Ausgabe 6 - 2017
Personal und Technik in einer Hand
Manchmal sind HR und IT gar nicht weit voneinander entfernt. Wir haben Führungskräfte ausfindig gemacht, die beide Felder beackern, und sie gefragt, wie die künftige Zusammenarbeit von Personalern und ITlern aussieht.
Von Winfried Gertz
In der Arbeitswelt 4.0 darf es kein Konfliktfeld zwischen Mensch und Technik geben. Davor warnen immer mehr Experten. Tatsächlich herrschen in den dazu vorgesehenen betrieblichen Aktionsräumen von HR und IT grundverschiedene kulturelle Bedingungen. Erschwerend kommt hinzu, dass beide Bereiche im Wettbewerb um betriebliche Wertschätzung traditionell eher weit hinten rangieren. Doch seit die Digitalisierung die Wirtschaft in den Bann zieht, erfreut sich die IT mit ihren Akteuren rapide gestiegener Aufmerksamkeit, was für das bipolare Verhältnis Mensch versus Technik weiteren Zündstoff birgt.
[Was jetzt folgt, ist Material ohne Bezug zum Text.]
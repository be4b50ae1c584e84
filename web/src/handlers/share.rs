//! Share code endpoints. Lookups are public; issue and revoke are not.

use crate::error::AppError;
use crate::extractors::Requester;
use crate::state::AppState;
use axum::{
    extract::{Path, State},
    http::StatusCode,
    Json,
};
use campus_gsr_booking::{ShareCodeView, SharedBookingView};
use serde::Deserialize;

/// Body of `POST /share`.
#[derive(Debug, Deserialize)]
pub struct ShareRequest {
    /// Upstream booking ID.
    pub booking_id: String,
}

/// `POST /share`.
///
/// # Errors
///
/// Mapped from the registry.
pub async fn issue(
    State(state): State<AppState>,
    Requester(user): Requester,
    Json(request): Json<ShareRequest>,
) -> Result<(StatusCode, Json<ShareCodeView>), AppError> {
    let view = state.share_codes.issue(&request.booking_id, &user).await?;
    Ok((StatusCode::CREATED, Json(view)))
}

/// `GET /share/{code}`.
///
/// # Errors
///
/// 404 for an unknown code.
pub async fn lookup(
    State(state): State<AppState>,
    Path(code): Path<String>,
) -> Result<Json<SharedBookingView>, AppError> {
    Ok(Json(state.share_codes.lookup(&code).await?))
}

/// `GET /share/{code}/view`.
///
/// # Errors
///
/// 404 for an unknown code, 410 once the booking is over.
pub async fn view(
    State(state): State<AppState>,
    Path(code): Path<String>,
) -> Result<Json<SharedBookingView>, AppError> {
    Ok(Json(state.share_codes.view(&code).await?))
}

/// `DELETE /share/{code}`.
///
/// # Errors
///
/// 404 unless the requester owns the code.
pub async fn revoke(
    State(state): State<AppState>,
    Path(code): Path<String>,
    Requester(user): Requester,
) -> Result<StatusCode, AppError> {
    state.share_codes.revoke(&code, &user).await?;
    Ok(StatusCode::NO_CONTENT)
}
Das große Geld winkt den ITlern, nicht HR
Diese Entwicklung spiegelt sich in den Gehaltsperspektiven von IT-Leitern wider, die als „Chief Information Officer“ (CIO) die höchste Sprosse der Karriereleiter erklimmen. Wie die Personalberatung Heidrick and Struggles beobachtet, steigt die Nachfrage nach business-orientierten CIOs, die bereits Erfahrung mit Transformationsprojekten vorzeigen können. „Ihnen winken Gehälter von 250 000 bis 350 000 Euro“, sagt Beraterin Sabine Thiemann. In Einzelfällen streichen sie sogar eine halbe Million oder mehr ein. Davon können Personaler nur träumen.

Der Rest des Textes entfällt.